__EXERCISE BRIEF__
Output exactly the lines that run from the top of the entries to the line holding "pub const FAKE_FLASH_SIZE: usize = 0x2_0000;", including both of those lines.

__SOURCE DATA__
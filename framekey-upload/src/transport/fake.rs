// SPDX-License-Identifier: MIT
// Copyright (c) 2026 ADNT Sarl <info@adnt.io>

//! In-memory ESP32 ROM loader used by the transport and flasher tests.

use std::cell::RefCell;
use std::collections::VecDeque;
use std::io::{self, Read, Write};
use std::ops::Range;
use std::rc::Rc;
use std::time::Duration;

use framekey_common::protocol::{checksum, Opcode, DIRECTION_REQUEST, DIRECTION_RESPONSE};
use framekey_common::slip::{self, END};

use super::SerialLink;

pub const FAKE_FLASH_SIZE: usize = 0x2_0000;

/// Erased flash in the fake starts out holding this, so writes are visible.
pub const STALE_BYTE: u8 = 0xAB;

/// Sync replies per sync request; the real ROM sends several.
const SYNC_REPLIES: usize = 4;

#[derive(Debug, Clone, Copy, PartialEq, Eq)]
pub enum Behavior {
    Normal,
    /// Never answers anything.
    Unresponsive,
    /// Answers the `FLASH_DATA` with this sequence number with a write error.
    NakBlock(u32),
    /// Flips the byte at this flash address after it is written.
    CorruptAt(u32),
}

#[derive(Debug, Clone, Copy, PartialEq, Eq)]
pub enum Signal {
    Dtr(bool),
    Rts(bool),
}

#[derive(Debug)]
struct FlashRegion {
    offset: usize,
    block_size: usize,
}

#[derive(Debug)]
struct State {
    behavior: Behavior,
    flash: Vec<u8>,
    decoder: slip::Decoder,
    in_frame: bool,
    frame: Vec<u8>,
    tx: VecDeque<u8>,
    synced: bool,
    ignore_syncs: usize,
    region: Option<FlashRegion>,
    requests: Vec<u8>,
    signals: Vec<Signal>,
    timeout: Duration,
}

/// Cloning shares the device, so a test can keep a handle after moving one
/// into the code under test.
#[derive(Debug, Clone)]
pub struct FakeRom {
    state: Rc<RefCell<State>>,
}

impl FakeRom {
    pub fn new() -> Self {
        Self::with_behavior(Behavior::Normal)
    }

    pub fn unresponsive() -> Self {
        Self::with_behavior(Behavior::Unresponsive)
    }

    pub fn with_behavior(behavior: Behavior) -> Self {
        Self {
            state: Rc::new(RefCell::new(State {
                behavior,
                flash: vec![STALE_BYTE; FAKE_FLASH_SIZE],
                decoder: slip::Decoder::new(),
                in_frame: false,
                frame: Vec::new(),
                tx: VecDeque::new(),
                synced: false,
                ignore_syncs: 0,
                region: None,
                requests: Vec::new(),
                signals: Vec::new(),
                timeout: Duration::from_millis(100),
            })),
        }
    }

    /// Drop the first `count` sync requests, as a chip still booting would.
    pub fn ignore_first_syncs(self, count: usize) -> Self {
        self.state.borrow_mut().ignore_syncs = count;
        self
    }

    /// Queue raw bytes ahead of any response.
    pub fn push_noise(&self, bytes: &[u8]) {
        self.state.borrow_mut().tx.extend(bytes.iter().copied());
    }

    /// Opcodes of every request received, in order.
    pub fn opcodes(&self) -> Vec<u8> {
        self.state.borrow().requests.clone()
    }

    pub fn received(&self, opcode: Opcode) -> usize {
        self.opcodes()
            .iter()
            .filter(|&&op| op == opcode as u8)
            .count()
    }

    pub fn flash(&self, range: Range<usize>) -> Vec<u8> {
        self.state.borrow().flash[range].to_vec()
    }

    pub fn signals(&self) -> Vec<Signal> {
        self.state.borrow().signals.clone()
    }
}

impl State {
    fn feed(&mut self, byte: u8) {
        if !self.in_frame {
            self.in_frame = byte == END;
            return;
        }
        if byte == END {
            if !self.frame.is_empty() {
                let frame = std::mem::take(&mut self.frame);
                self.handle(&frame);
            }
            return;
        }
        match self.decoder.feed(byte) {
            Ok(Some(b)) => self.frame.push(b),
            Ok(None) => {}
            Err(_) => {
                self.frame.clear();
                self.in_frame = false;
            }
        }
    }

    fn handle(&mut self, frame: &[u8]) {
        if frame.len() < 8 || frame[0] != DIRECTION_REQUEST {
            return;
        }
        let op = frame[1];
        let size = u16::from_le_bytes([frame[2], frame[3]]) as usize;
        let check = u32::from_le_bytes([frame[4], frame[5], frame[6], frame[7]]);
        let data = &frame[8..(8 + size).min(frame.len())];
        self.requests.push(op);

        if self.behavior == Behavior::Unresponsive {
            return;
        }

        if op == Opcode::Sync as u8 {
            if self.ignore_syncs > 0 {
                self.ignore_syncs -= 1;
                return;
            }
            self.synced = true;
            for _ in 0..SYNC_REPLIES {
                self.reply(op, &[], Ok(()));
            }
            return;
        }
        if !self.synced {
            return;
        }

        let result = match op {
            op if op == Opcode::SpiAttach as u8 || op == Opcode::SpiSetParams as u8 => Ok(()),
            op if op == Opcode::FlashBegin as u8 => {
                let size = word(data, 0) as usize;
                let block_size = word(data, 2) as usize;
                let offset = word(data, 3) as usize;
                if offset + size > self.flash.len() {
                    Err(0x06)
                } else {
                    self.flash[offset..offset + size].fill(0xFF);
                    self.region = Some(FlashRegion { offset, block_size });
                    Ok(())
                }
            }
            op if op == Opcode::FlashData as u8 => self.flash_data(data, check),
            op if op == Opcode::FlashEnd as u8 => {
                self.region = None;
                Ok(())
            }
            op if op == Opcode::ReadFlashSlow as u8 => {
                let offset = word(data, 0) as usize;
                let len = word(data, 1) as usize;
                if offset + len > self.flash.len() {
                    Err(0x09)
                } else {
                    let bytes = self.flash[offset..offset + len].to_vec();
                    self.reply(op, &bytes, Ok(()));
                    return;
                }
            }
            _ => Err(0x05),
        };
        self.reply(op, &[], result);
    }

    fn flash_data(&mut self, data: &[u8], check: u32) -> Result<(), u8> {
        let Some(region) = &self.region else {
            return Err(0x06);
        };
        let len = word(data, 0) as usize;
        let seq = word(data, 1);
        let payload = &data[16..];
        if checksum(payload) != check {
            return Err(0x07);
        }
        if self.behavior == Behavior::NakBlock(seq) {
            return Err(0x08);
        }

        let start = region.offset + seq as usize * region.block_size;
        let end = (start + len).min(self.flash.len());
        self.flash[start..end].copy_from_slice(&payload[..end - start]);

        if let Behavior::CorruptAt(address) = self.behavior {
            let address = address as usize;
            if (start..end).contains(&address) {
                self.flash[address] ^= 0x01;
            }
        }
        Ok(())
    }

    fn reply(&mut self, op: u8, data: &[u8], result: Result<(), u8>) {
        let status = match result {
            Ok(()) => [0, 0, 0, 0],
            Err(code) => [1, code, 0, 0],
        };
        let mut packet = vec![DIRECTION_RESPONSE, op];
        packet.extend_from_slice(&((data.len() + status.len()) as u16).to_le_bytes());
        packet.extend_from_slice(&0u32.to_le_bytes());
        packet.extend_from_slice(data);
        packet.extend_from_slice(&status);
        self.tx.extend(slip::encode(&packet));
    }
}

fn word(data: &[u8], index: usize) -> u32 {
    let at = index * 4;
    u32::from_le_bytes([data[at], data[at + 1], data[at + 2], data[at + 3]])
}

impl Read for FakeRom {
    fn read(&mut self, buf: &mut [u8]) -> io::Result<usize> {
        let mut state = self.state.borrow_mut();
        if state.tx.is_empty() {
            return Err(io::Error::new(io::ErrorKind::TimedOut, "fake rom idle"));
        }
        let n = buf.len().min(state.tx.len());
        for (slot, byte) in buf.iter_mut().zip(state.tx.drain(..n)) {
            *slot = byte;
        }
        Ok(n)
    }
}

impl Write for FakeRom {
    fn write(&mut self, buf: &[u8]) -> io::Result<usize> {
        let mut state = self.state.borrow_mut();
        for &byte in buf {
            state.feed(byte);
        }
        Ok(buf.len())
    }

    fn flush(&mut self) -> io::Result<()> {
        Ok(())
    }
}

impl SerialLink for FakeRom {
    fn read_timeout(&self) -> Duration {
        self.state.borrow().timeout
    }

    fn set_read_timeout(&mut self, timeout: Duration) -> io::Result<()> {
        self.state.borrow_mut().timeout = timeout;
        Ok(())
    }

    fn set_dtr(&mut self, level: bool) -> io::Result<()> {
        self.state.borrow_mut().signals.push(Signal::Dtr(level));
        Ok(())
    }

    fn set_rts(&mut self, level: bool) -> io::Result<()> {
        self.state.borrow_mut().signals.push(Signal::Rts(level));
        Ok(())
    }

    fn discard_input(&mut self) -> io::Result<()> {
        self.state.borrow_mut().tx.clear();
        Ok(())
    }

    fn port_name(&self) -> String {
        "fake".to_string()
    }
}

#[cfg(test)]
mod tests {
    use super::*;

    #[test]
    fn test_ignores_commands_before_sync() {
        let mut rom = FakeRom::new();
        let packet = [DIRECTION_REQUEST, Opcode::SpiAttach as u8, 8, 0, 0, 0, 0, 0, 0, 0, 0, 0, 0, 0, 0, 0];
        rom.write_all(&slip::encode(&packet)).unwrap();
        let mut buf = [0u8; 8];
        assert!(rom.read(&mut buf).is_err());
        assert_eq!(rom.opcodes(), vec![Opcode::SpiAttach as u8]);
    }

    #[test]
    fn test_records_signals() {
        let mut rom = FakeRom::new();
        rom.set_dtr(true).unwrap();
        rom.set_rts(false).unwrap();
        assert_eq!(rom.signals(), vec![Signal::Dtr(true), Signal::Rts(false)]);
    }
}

__EXERCISE RESULT__
filename framekey-upload/src/transport/fake.rs
// SPDX-License-Identifier: MIT
// Copyright (c) 2026 ADNT Sarl <info@adnt.io>

//! In-memory ESP32 ROM loader used by the transport and flasher tests.

use std::cell::RefCell;
use std::collections::VecDeque;
use std::io::{self, Read, Write};
use std::ops::Range;
use std::rc::Rc;
use std::time::Duration;

use framekey_common::protocol::{checksum, Opcode, DIRECTION_REQUEST, DIRECTION_RESPONSE};
use framekey_common::slip::{self, END};

use super::SerialLink;

pub const FAKE_FLASH_SIZE: usize = 0x2_0000;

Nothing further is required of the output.